23/08/2026
⏳ PILLOLE DI SUPERVISIONE
🎷 L’assistente sociale come suonatore jazz
Sil-via Caffu mi ha avviato sulla strada di questa metafora
🎺 Il lavoro sociale assomiglia molto al jazz.
Chi suona jazz conosce la musica, padroneggia il proprio strumento, studia le armonie e il ritmo. Ma quando comincia a suonare sa che non tutto può essere scritto in anticipo.
🎻 Deve ascoltare gli altri musicisti, cogliere ciò che accade, adattarsi, improvvisare e trovare una risposta nuova senza perdere il senso complessivo del brano.
Anche l’assistente sociale possiede uno spartito: norme, procedure, metodo professionale, strumenti di valutazione, mandato istituzionale e Codice deontologico.

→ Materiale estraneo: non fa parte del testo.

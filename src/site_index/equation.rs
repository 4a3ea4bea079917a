//! Identifiers of the calibrated site curves.

use std::fmt;
use std::str::FromStr;

use serde::{Deserialize, Serialize};

use crate::error::YieldError;

/// A calibrated height/site-index curve, one per species, region and source study.
///
/// Discriminants follow the legacy curve numbering so that indices read from
/// control files map directly onto variants.
#[derive(Debug, Clone, Copy, PartialEq, Eq, Hash, Serialize, Deserialize)]
pub enum SiteIndexEquation {
    #[serde(rename = "SI_ACB_HUANG")]
    AcbHuang,
    #[serde(rename = "SI_ACT_THROWER")]
    ActThrower,
    #[serde(rename = "SI_AT_HUANG")]
    AtHuang,
    #[serde(rename = "SI_AT_CIESZEWSKI")]
    AtCieszewski,
    #[serde(rename = "SI_AT_GOUDIE")]
    AtGoudie,
    #[serde(rename = "SI_BA_DILUCCA")]
    BaDilucca,
    #[serde(rename = "SI_BB_KER")]
    BbKer,
    #[serde(rename = "SI_BA_KURUCZ86")]
    BaKurucz86,
    #[serde(rename = "SI_BA_KURUCZ82")]
    BaKurucz82,
    #[serde(rename = "SI_BL_THROWERGI")]
    BlThrowergi,
    #[serde(rename = "SI_BL_KURUCZ82")]
    BlKurucz82,
    #[serde(rename = "SI_CWC_KURUCZ")]
    CwcKurucz,
    #[serde(rename = "SI_CWC_BARKER")]
    CwcBarker,
    #[serde(rename = "SI_DR_NIGH")]
    DrNigh,
    #[serde(rename = "SI_DR_HARRING")]
    DrHarring,
    #[serde(rename = "SI_FDC_NIGHGI")]
    FdcNighgi,
    #[serde(rename = "SI_FDC_BRUCE")]
    FdcBruce,
    #[serde(rename = "SI_FDC_COCHRAN")]
    FdcCochran,
    #[serde(rename = "SI_FDC_KING")]
    FdcKing,
    #[serde(rename = "SI_FDI_NIGHGI")]
    FdiNighgi,
    #[serde(rename = "SI_FDI_HUANG_PLA")]
    FdiHuangPla,
    #[serde(rename = "SI_FDI_HUANG_NAT")]
    FdiHuangNat,
    #[serde(rename = "SI_FDI_MILNER")]
    FdiMilner,
    #[serde(rename = "SI_FDI_THROWER")]
    FdiThrower,
    #[serde(rename = "SI_FDI_VDP_MONT")]
    FdiVdpMont,
    #[serde(rename = "SI_FDI_VDP_WASH")]
    FdiVdpWash,
    #[serde(rename = "SI_FDI_MONS_DF")]
    FdiMonsDf,
    #[serde(rename = "SI_FDI_MONS_GF")]
    FdiMonsGf,
    #[serde(rename = "SI_FDI_MONS_WRC")]
    FdiMonsWrc,
    #[serde(rename = "SI_FDI_MONS_WH")]
    FdiMonsWh,
    #[serde(rename = "SI_FDI_MONS_SAF")]
    FdiMonsSaf,
    #[serde(rename = "SI_HWC_NIGHGI")]
    HwcNighgi,
    #[serde(rename = "SI_HWC_FARR")]
    HwcFarr,
    #[serde(rename = "SI_HWC_BARKER")]
    HwcBarker,
    #[serde(rename = "SI_HWC_WILEY")]
    HwcWiley,
    #[serde(rename = "SI_HWC_WILEY_BC")]
    HwcWileyBc,
    #[serde(rename = "SI_HWC_WILEY_MB")]
    HwcWileyMb,
    #[serde(rename = "SI_HWI_NIGH")]
    HwiNigh,
    #[serde(rename = "SI_HWI_NIGHGI")]
    HwiNighgi,
    #[serde(rename = "SI_LW_MILNER")]
    LwMilner,
    #[serde(rename = "SI_PLI_THROWNIGH")]
    PliThrownigh,
    #[serde(rename = "SI_PLI_NIGHTA98")]
    PliNighta98,
    #[serde(rename = "SI_PLI_NIGHGI97")]
    PliNighgi97,
    #[serde(rename = "SI_PLI_HUANG_PLA")]
    PliHuangPla,
    #[serde(rename = "SI_PLI_HUANG_NAT")]
    PliHuangNat,
    #[serde(rename = "SI_PLI_THROWER")]
    PliThrower,
    #[serde(rename = "SI_PLI_MILNER")]
    PliMilner,
    #[serde(rename = "SI_PLI_CIESZEWSKI")]
    PliCieszewski,
    #[serde(rename = "SI_PLI_GOUDIE_DRY")]
    PliGoudieDry,
    #[serde(rename = "SI_PLI_GOUDIE_WET")]
    PliGoudieWet,
    #[serde(rename = "SI_PLI_DEMPSTER")]
    PliDempster,
    #[serde(rename = "SI_PW_CURTIS")]
    PwCurtis,
    #[serde(rename = "SI_PY_MILNER")]
    PyMilner,
    #[serde(rename = "SI_PY_HANN")]
    PyHann,
    #[serde(rename = "SI_SB_HUANG")]
    SbHuang,
    #[serde(rename = "SI_SB_CIESZEWSKI")]
    SbCieszewski,
    #[serde(rename = "SI_SB_KER")]
    SbKer,
    #[serde(rename = "SI_SB_DEMPSTER")]
    SbDempster,
    #[serde(rename = "SI_SS_NIGHGI")]
    SsNighgi,
    #[serde(rename = "SI_SS_NIGH")]
    SsNigh,
    #[serde(rename = "SI_SS_GOUDIE")]
    SsGoudie,
    #[serde(rename = "SI_SS_FARR")]
    SsFarr,
    #[serde(rename = "SI_SS_BARKER")]
    SsBarker,
    #[serde(rename = "SI_SW_NIGHGI")]
    SwNighgi,
    #[serde(rename = "SI_SW_HUANG_PLA")]
    SwHuangPla,
    #[serde(rename = "SI_SW_HUANG_NAT")]
    SwHuangNat,
    #[serde(rename = "SI_SW_THROWER")]
    SwThrower,
    #[serde(rename = "SI_SW_CIESZEWSKI")]
    SwCieszewski,
    #[serde(rename = "SI_SW_KER_PLA")]
    SwKerPla,
    #[serde(rename = "SI_SW_KER_NAT")]
    SwKerNat,
    #[serde(rename = "SI_SW_GOUDIE_PLA")]
    SwGoudiePla,
    #[serde(rename = "SI_SW_GOUDIE_NAT")]
    SwGoudieNat,
    #[serde(rename = "SI_SW_DEMPSTER")]
    SwDempster,
    #[serde(rename = "SI_BL_CHEN")]
    BlChen,
    #[serde(rename = "SI_AT_CHEN")]
    AtChen,
    #[serde(rename = "SI_DR_CHEN")]
    DrChen,
    #[serde(rename = "SI_PL_CHEN")]
    PlChen,
    #[serde(rename = "SI_CWI_NIGH")]
    CwiNigh,
    #[serde(rename = "SI_BP_CURTIS")]
    BpCurtis,
    #[serde(rename = "SI_HWC_NIGHGI99")]
    HwcNighgi99,
    #[serde(rename = "SI_SS_NIGHGI99")]
    SsNighgi99,
    #[serde(rename = "SI_SW_NIGHGI99")]
    SwNighgi99,
    #[serde(rename = "SI_LW_NIGHGI")]
    LwNighgi,
    #[serde(rename = "SI_SW_NIGHTA")]
    SwNighta,
    #[serde(rename = "SI_CWI_NIGHGI")]
    CwiNighgi,
    #[serde(rename = "SI_SW_GOUDNIGH")]
    SwGoudnigh,
    #[serde(rename = "SI_HM_MEANS")]
    HmMeans,
    #[serde(rename = "SI_SE_CHEN")]
    SeChen,
    #[serde(rename = "SI_FDC_NIGHTA")]
    FdcNighta,
    #[serde(rename = "SI_FDC_BRUCENIGH")]
    FdcBrucenigh,
    #[serde(rename = "SI_LW_NIGH")]
    LwNigh,
    #[serde(rename = "SI_SB_NIGH")]
    SbNigh,
    #[serde(rename = "SI_AT_NIGH")]
    AtNigh,
    #[serde(rename = "SI_BL_CHENAC")]
    BlChenac,
    #[serde(rename = "SI_BP_CURTISAC")]
    BpCurtisac,
    #[serde(rename = "SI_HM_MEANSAC")]
    HmMeansac,
    #[serde(rename = "SI_FDI_THROWERAC")]
    FdiThrowerac,
    #[serde(rename = "SI_ACB_HUANGAC")]
    AcbHuangac,
    #[serde(rename = "SI_PW_CURTISAC")]
    PwCurtisac,
    #[serde(rename = "SI_HWC_WILEYAC")]
    HwcWileyac,
    #[serde(rename = "SI_FDC_BRUCEAC")]
    FdcBruceac,
    #[serde(rename = "SI_CWC_KURUCZAC")]
    CwcKuruczac,
    #[serde(rename = "SI_BA_KURUCZ82AC")]
    BaKurucz82ac,
    #[serde(rename = "SI_ACT_THROWERAC")]
    ActThrowerac,
    #[serde(rename = "SI_PY_HANNAC")]
    PyHannac,
    #[serde(rename = "SI_SE_CHENAC")]
    SeChenac,
    #[serde(rename = "SI_SW_GOUDIE_NATAC")]
    SwGoudieNatac,
    #[serde(rename = "SI_PY_NIGH")]
    PyNigh,
    #[serde(rename = "SI_PY_NIGHGI")]
    PyNighgi,
    #[serde(rename = "SI_PLI_NIGHTA2004")]
    PliNighta2004,
    #[serde(rename = "SI_SE_NIGHTA")]
    SeNighta,
    #[serde(rename = "SI_SW_NIGHTA2004")]
    SwNighta2004,
    #[serde(rename = "SI_SW_GOUDIE_PLAAC")]
    SwGoudiePlaac,
    #[serde(rename = "SI_PJ_HUANG")]
    PjHuang,
    #[serde(rename = "SI_PJ_HUANGAC")]
    PjHuangac,
    #[serde(rename = "SI_SW_NIGHGI2004")]
    SwNighgi2004,
    #[serde(rename = "SI_EP_NIGH")]
    EpNigh,
    #[serde(rename = "SI_BA_NIGHGI")]
    BaNighgi,
    #[serde(rename = "SI_BA_NIGH")]
    BaNigh,
    #[serde(rename = "SI_SW_HU_GARCIA")]
    SwHuGarcia,
    #[serde(rename = "SI_SE_NIGHGI")]
    SeNighgi,
    #[serde(rename = "SI_SE_NIGH")]
    SeNigh,
    #[serde(rename = "SI_CWC_NIGH")]
    CwcNigh,
}
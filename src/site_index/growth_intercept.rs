//! Growth-intercept site curves.
//!
//! Each curve is a table of `(x1, x2)` pairs, one per whole year of
//! breast-height age, applied to the mean annual height increment above
//! breast height.

use crate::error::YieldError;
use crate::math::ppow;

use super::SiteIndexEquation;

/// How a table's `(x1, x2)` pair maps the growth intercept to a site index.
#[derive(Debug, Clone, Copy, PartialEq)]
enum InterceptForm {
    /// `1.3 + x1 * g^x2`, with `g` in cm per year.
    Power,
    /// `x1 * g^x2`, with `g` in cm per year.
    PowerNoOffset,
    /// `x1 + x2 * g`, with `g` in cm per year.
    Linear,
    /// `1.3 + x1 * g^x2`, with `g` in m per year.
    PowerMetres,
}

fn table(equation: SiteIndexEquation) -> Option<(InterceptForm, &'static [(f64, f64)])> {
    use InterceptForm::*;
    use SiteIndexEquation::*;

    let entry: (InterceptForm, &'static [(f64, f64)]) = match equation {
        FdiNighgi => (Power, &FDI_NIGHGI),
        PliNighgi97 => (Power, &PLI_NIGHGI97),
        SwNighgi => (Linear, &SW_NIGHGI),
        SwNighgi99 => (Power, &SW_NIGHGI99),
        SwNighgi2004 => (Power, &SW_NIGHGI2004),
        HwcNighgi99 => (Power, &HWC_NIGHGI99),
        HwcNighgi => (PowerNoOffset, &HWC_NIGHGI),
        HwiNighgi => (Power, &HWI_NIGHGI),
        FdcNighgi => (Power, &FDC_NIGHGI),
        SeNighgi => (PowerMetres, &SE_NIGHGI),
        SsNighgi => (PowerNoOffset, &SS_NIGHGI),
        SsNighgi99 => (Power, &SS_NIGHGI99),
        CwiNighgi => (Power, &CWI_NIGHGI),
        LwNighgi => (Power, &LW_NIGHGI),
        PyNighgi => (Power, &PY_NIGHGI),
        BaNighgi => (Power, &BA_NIGHGI),
        BlThrowergi => (Power, &BL_THROWERGI),
        _ => return None,
    };
    Some(entry)
}

/// Site index from a growth-intercept table. `None` for equations without one.
///
/// Only the whole part of `bhage` selects the table row; ages past the last
/// row (or below the first) fail with `GrowthInterceptMaximum`.
pub fn growth_intercept_index(
    equation: SiteIndexEquation,
    bhage: f64,
    height: f64,
) -> Option<Result<f64, YieldError>> {
    let (form, rows) = table(equation)?;

    let year = bhage.trunc();
    if year < 1.0 || year > rows.len() as f64 {
        return Some(Err(YieldError::GrowthInterceptMaximum(format!(
            "{equation} has no intercept for breast-height age {bhage}"
        ))));
    }
    let (x1, x2) = rows[year as usize - 1];

    let index = match form {
        InterceptForm::Power => {
            let g = (height - 1.3) * 100.0 / (bhage - 0.5);
            1.3 + x1 * ppow(g, x2)
        }
        InterceptForm::PowerNoOffset => {
            let g = (height - 1.3) * 100.0 / (bhage - 0.5);
            x1 * ppow(g, x2)
        }
        InterceptForm::Linear => {
            let g = (height - 1.3) * 100.0 / (bhage - 0.5);
            x1 + x2 * g
        }
        InterceptForm::PowerMetres => {
            let g = (height - 1.3) / (bhage - 0.5);
            1.3 + x1 * ppow(g, x2)
        }
    };
    Some(Ok(index))
}

/// Height at `bhage` on a growth-intercept curve, found by stepping the
/// height until the curve's site index matches `site_index` within 0.01.
///
/// The step halves and reverses on every overshoot; once it drops below
/// 1e-5 the current height is accepted.
pub fn growth_intercept_height(
    equation: SiteIndexEquation,
    bhage: f64,
    site_index: f64,
) -> Result<f64, YieldError> {
    if bhage < 0.5 {
        return Err(YieldError::GrowthInterceptMinimum(format!(
            "Variable height growth intercept formulation; bhage < 0.5 years: {bhage}"
        )));
    }

    let mut height = site_index.max(1.3);
    let mut step = height / 2.0;

    loop {
        let test_site =
            super::site::height_to_index(equation, bhage, super::AgeType::Breast, height)?;

        if (test_site - site_index).abs() > 0.01 {
            if test_site > site_index {
                if step > 0.0 {
                    step = -step / 2.0;
                }
            } else if step < 0.0 {
                step = -step / 2.0;
            }
            height += step;
        } else {
            break;
        }

        if step.abs() < 0.00001 {
            break;
        }
        if height > 999.0 {
            return Err(YieldError::NoAnswer(format!(
                "{equation}: projected height exceeds 999 at breast-height age {bhage}"
            )));
        }
        if height < 1.3 {
            if step > 0.0 {
                height += step;
            } else {
                height -= step;
            }
            step /= 2.0;
        }
    }

    Ok(height)
}

const FDI_NIGHGI: [(f64, f64); 50] = [
    (4.114, 0.4540), (3.312, 0.5139), (2.365, 0.6037), (1.830, 0.6683),
    (1.589, 0.7005), (1.461, 0.7186), (1.327, 0.7395), (1.237, 0.7545),
    (1.203, 0.7575), (1.127, 0.7717), (1.071, 0.7819), (0.9716, 0.8049),
    (0.9143, 0.8188), (0.8701, 0.8300), (0.8495, 0.8347), (0.8215, 0.8419),
    (0.8013, 0.8472), (0.7880, 0.8508), (0.7722, 0.8553), (0.7532, 0.8613),
    (0.7274, 0.8703), (0.7204, 0.8728), (0.6862, 0.8858), (0.6790, 0.8886),
    (0.6583, 0.8972), (0.6355, 0.9066), (0.6273, 0.9105), (0.6182, 0.9148),
    (0.6067, 0.9204), (0.5957, 0.9261), (0.5826, 0.9326), (0.5714, 0.9385),
    (0.5665, 0.9417), (0.5509, 0.9503), (0.5422, 0.9556), (0.5342, 0.9607),
    (0.5290, 0.9646), (0.5225, 0.9691), (0.5179, 0.9728), (0.5061, 0.9802),
    (0.5003, 0.9847), (0.4957, 0.9887), (0.4936, 0.9912), (0.4931, 0.9930),
    (0.4927, 0.9946), (0.4875, 0.9988), (0.4866, 1.001), (0.4857, 1.002),
    (0.4899, 1.002), (0.4950, 1.000),
];

const PLI_NIGHGI97: [(f64, f64); 50] = [
    (3.229, 0.4774), (2.726, 0.5081), (2.671, 0.5095), (2.472, 0.5272),
    (2.353, 0.5376), (2.369, 0.5340), (2.287, 0.5419), (2.130, 0.5598),
    (2.022, 0.5736), (1.923, 0.5865), (1.797, 0.6042), (1.724, 0.6154),
    (1.663, 0.6253), (1.582, 0.6390), (1.530, 0.6485), (1.466, 0.6602),
    (1.393, 0.6744), (1.327, 0.6881), (1.271, 0.6998), (1.216, 0.7123),
    (1.167, 0.7240), (1.122, 0.7355), (1.079, 0.7469), (1.045, 0.7567),
    (1.002, 0.7687), (0.9590, 0.7817), (0.9167, 0.7950), (0.8712, 0.8099),
    (0.8356, 0.8226), (0.8005, 0.8354), (0.7801, 0.8437), (0.7557, 0.8536),
    (0.7238, 0.8666), (0.7019, 0.8764), (0.6859, 0.8842), (0.6667, 0.8935),
    (0.6467, 0.9033), (0.6289, 0.9125), (0.6147, 0.9205), (0.6009, 0.9283),
    (0.5852, 0.9373), (0.5731, 0.9448), (0.5592, 0.9534), (0.5455, 0.9621),
    (0.5350, 0.9693), (0.5236, 0.9769), (0.5152, 0.9833), (0.5075, 0.9895),
    (0.4986, 0.9963), (0.4924, 1.002),
];

const SW_NIGHGI: [(f64, f64); 30] = [
    (7.867, 0.3516), (8.125, 0.3437), (8.155, 0.3448), (8.197, 0.3431),
    (8.270, 0.3369), (7.917, 0.3413), (7.414, 0.3496), (7.022, 0.3557),
    (6.700, 0.3599), (6.427, 0.3626), (6.125, 0.3664), (5.831, 0.3703),
    (5.595, 0.3732), (5.369, 0.3759), (5.125, 0.3792), (4.921, 0.3817),
    (4.750, 0.3837), (4.512, 0.3878), (4.307, 0.3911), (4.180, 0.3929),
    (4.045, 0.3954), (3.909, 0.3981), (3.731, 0.4022), (3.472, 0.4083),
    (3.210, 0.4147), (2.984, 0.4203), (2.782, 0.4254), (2.633, 0.4293),
    (2.519, 0.4323), (2.434, 0.4349),
];

const SW_NIGHGI99: [(f64, f64); 50] = [
    (4.050, 0.4630), (3.215, 0.5222), (2.917, 0.5509), (2.768, 0.5674),
    (2.749, 0.5683), (2.724, 0.5671), (2.685, 0.5672), (2.646, 0.5675),
    (2.572, 0.5724), (2.503, 0.5772), (2.469, 0.5780), (2.419, 0.5812),
    (2.334, 0.5892), (2.259, 0.5963), (2.178, 0.6044), (2.079, 0.6153),
    (1.965, 0.6294), (1.857, 0.6442), (1.772, 0.6562), (1.673, 0.6711),
    (1.578, 0.6861), (1.486, 0.7016), (1.394, 0.7186), (1.301, 0.7371),
    (1.215, 0.7551), (1.139, 0.7723), (1.069, 0.7891), (1.008, 0.8045),
    (0.9554, 0.8188), (0.9067, 0.8327), (0.8666, 0.8448), (0.8366, 0.8541),
    (0.8074, 0.8636), (0.7745, 0.8749), (0.7386, 0.8877), (0.7095, 0.8985),
    (0.6861, 0.9075), (0.6651, 0.9159), (0.6409, 0.9261), (0.6157, 0.9372),
    (0.5945, 0.9469), (0.5721, 0.9575), (0.5508, 0.9681), (0.5347, 0.9765),
    (0.5208, 0.9841), (0.5101, 0.9902), (0.5047, 0.9935), (0.5006, 0.9963),
    (0.4970, 0.9988), (0.4934, 1.001),
];

const SW_NIGHGI2004: [(f64, f64); 50] = [
    (4.7650, 0.4102), (4.2040, 0.4406), (3.8680, 0.4639), (3.5580, 0.4900),
    (3.3280, 0.5093), (3.2480, 0.5137), (3.0380, 0.5305), (2.9050, 0.5403),
    (2.8040, 0.5476), (2.7250, 0.5532), (2.7000, 0.5528), (2.6150, 0.5592),
    (2.5070, 0.5687), (2.4340, 0.5749), (2.3610, 0.5813), (2.2510, 0.5930),
    (2.1430, 0.6051), (2.0320, 0.6188), (1.9210, 0.6333), (1.8280, 0.6460),
    (1.7240, 0.6613), (1.6180, 0.6777), (1.5080, 0.6966), (1.3910, 0.7183),
    (1.3080, 0.7346), (1.2290, 0.7510), (1.1600, 0.7659), (1.1050, 0.7787),
    (1.0520, 0.7919), (0.9917, 0.8076), (0.9453, 0.8203), (0.9035, 0.8324),
    (0.8589, 0.8460), (0.8206, 0.8584), (0.7821, 0.8715), (0.7510, 0.8825),
    (0.7181, 0.8946), (0.6966, 0.9030), (0.6729, 0.9125), (0.6440, 0.9245),
    (0.6232, 0.9335), (0.6017, 0.9433), (0.5757, 0.9557), (0.5527, 0.9672),
    (0.5337, 0.9772), (0.5238, 0.9827), (0.5169, 0.9868), (0.5078, 0.9921),
    (0.5006, 0.9967), (0.4941, 1.0010),
];

const HWC_NIGHGI99: [(f64, f64); 50] = [
    (4.361, 0.4638), (3.678, 0.5047), (3.359, 0.5302), (3.221, 0.5432),
    (2.857, 0.5749), (2.459, 0.6134), (2.229, 0.6373), (2.149, 0.6436),
    (2.026, 0.6550), (1.842, 0.6756), (1.692, 0.6937), (1.547, 0.7120),
    (1.440, 0.7267), (1.392, 0.7337), (1.360, 0.7383), (1.333, 0.7422),
    (1.294, 0.7487), (1.254, 0.7554), (1.211, 0.7625), (1.162, 0.7716),
    (1.125, 0.7787), (1.086, 0.7864), (1.049, 0.7942), (1.026, 0.7991),
    (0.9952, 0.8064), (0.9440, 0.8196), (0.8852, 0.8356), (0.8406, 0.8485),
    (0.7961, 0.8621), (0.7478, 0.8781), (0.7026, 0.8939), (0.6607, 0.9095),
    (0.6217, 0.9251), (0.5906, 0.9387), (0.5699, 0.9488), (0.5538, 0.9571),
    (0.5415, 0.9640), (0.5320, 0.9696), (0.5231, 0.9750), (0.5139, 0.9805),
    (0.5073, 0.9847), (0.5038, 0.9875), (0.5017, 0.9896), (0.5001, 0.9914),
    (0.4991, 0.9929), (0.4989, 0.9940), (0.4987, 0.9951), (0.4963, 0.9973),
    (0.4939, 0.9997), (0.4914, 1.002),
];

const HWC_NIGHGI: [(f64, f64); 30] = [
    (4.957, 0.4325), (4.413, 0.4649), (4.002, 0.4939), (3.812, 0.5095),
    (3.386, 0.5412), (2.932, 0.5786), (2.680, 0.6006), (2.595, 0.6062),
    (2.462, 0.6165), (2.247, 0.6365), (2.066, 0.6546), (1.905, 0.6712),
    (1.786, 0.6843), (1.728, 0.6912), (1.693, 0.6954), (1.665, 0.6986),
    (1.620, 0.7046), (1.575, 0.7105), (1.524, 0.7172), (1.465, 0.7259),
    (1.424, 0.7321), (1.381, 0.7388), (1.337, 0.7461), (1.309, 0.7508),
    (1.274, 0.7574), (1.215, 0.7693), (1.145, 0.7839), (1.091, 0.7960),
    (1.038, 0.8085), (0.9789, 0.8235),
];

const HWI_NIGHGI: [(f64, f64); 50] = [
    (4.309, 0.4131), (4.535, 0.3795), (4.337, 0.3904), (3.804, 0.4314),
    (3.362, 0.4708), (3.079, 0.4985), (2.995, 0.5060), (3.082, 0.4955),
    (3.063, 0.4959), (2.920, 0.5088), (2.698, 0.5311), (2.419, 0.5623),
    (2.182, 0.5913), (2.000, 0.6154), (1.815, 0.6420), (1.639, 0.6704),
    (1.499, 0.6955), (1.383, 0.7184), (1.297, 0.7363), (1.218, 0.7540),
    (1.151, 0.7693), (1.101, 0.7809), (1.054, 0.7920), (1.002, 0.8053),
    (0.9410, 0.8220), (0.8845, 0.8390), (0.8410, 0.8530), (0.8032, 0.8657),
    (0.7705, 0.8770), (0.7450, 0.8860), (0.7277, 0.8924), (0.7211, 0.8947),
    (0.7213, 0.8942), (0.7279, 0.8910), (0.7328, 0.8884), (0.7239, 0.8913),
    (0.7072, 0.8972), (0.6849, 0.9059), (0.6658, 0.9138), (0.6478, 0.9218),
    (0.6292, 0.9303), (0.6124, 0.9382), (0.5916, 0.9484), (0.5687, 0.9600),
    (0.5456, 0.9720), (0.5267, 0.9819), (0.5142, 0.9887), (0.5063, 0.9933),
    (0.5003, 0.9970), (0.4935, 1.002),
];
//! Per-species utilization-class estimators and the stand yield curves.

mod components;
mod density;
mod lorey_height;
mod pipeline;
mod species_dq;
mod utilization;
mod volume;
mod yield_curves;

pub use components::reconcile_components;
pub use density::{base_area, quad_mean_diameter, trees_per_hectare, PI_40K};
pub use lorey_height::{
    estimate_lead_height, estimate_non_primary_lorey_height, estimate_primary_lorey_height,
    estimate_primary_lorey_height_initial,
};
pub use pipeline::{
    compute_utilization_components, estimate_stand_yield, SpeciesUtilization, StandUtilization,
    UtilizationSet, YieldEstimate,
};
pub use species_dq::estimate_quad_mean_diameter_for_species;
pub use utilization::{
    estimate_base_area_by_utilization, estimate_quad_mean_diameter_by_utilization,
    estimate_utilization, normalize_bands,
};
pub use volume::{
    estimate_close_utilization_volume, estimate_net_decay_and_waste_volume,
    estimate_net_decay_volume, estimate_net_decay_waste_and_breakage_volume,
    estimate_whole_stem_volume, estimate_whole_stem_volume_per_tree,
};
pub use yield_curves::{
    base_area_yield_coefficients, estimate_base_area_yield, estimate_quad_mean_diameter_yield,
    quad_mean_diameter_yield_coefficients, EMPIRICAL_OCCUPANCY,
};

#[cfg(test)]
pub(crate) mod fixtures {
    use crate::models::{ControlMap, Region, SpeciesStand, Stand, VolumeAdjustments};

    pub fn make_control() -> ControlMap {
        ControlMap::from_toml_str(include_str!("../../data/control.toml")).unwrap()
    }

    pub fn make_species(genus: &str, fraction: f32, lorey_height: f32) -> SpeciesStand {
        SpeciesStand {
            genus: genus.to_string(),
            fraction,
            lorey_height,
            quad_mean_diameter: None,
            volume_group: 1,
            decay_group: 1,
            breakage_group: 1,
            adjustments: VolumeAdjustments::default(),
        }
    }

    /// Coastal CWH stand, Douglas-fir leading with hemlock and cedar.
    pub fn make_stand() -> Stand {
        Stand {
            id: "CWH-1".to_string(),
            bec: "CWH".to_string(),
            decay_bec: None,
            region: Region::Coast,
            age_breast_height: Some(55.0),
            dominant_height: Some(28.0),
            base_area: 40.0,
            trees_per_hectare: 800.0,
            lorey_height: 24.0,
            veteran_base_area: None,
            basal_area_group: Some(1),
            site: None,
            species: vec![
                make_species("F", 0.5, 26.0),
                make_species("H", 0.3, 22.0),
                make_species("C", 0.2, 21.0),
            ],
        }
    }
}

Ma le persone non sono spartiti da eseguire.
📣 La realtà arriva spesso con un ritmo diverso da quello previsto. Un progetto cambia, emerge un bisogno inatteso, una famiglia non risponde come immaginavamo, una risorsa viene meno, un servizio non è disponibile.
✔ Ed è qui che serve la capacità di improvvisare professionalmente.
Improvvisare non significa fare ciò che capita.
Il buon musicista jazz può permettersi di improvvisare proprio perché conosce profondamente il proprio strumento. Allo stesso modo, la creatività dell'assistente sociale nasce dalla competenza: conoscere le regole permette di muoversi dentro la complessità senza perdere direzione.
🧭 E poi c'è l'ascolto.
Nel jazz non puoi suonare pensando soltanto alla tua parte. Devi sentire quello che stanno facendo gli altri, lasciare spazio, entrare quando serve e qualche volta sapere anche stare in silenzio.
✔ Nel lavoro sociale accade lo stesso.
Ci sono la persona, la famiglia, i colleghi, i servizi, la comunità, le istituzioni. Ognuno porta il proprio suono. Il compito dell'assistente sociale non è necessariamente far suonare tutti allo stesso modo, ma provare a costruire un'armonia possibile tra strumenti differenti.
E qualche volta una nota stonata non significa che abbiamo sbagliato tutto.
Significa semplicemente che dobbiamo ascoltare di nuovo e trovare un'altra strada per continuare a suonare.
🗣 Perché nel lavoro sociale, come nel jazz, la competenza ci dà lo spartito. Ma è nell'ascolto che nasce la musica anche in supervisione.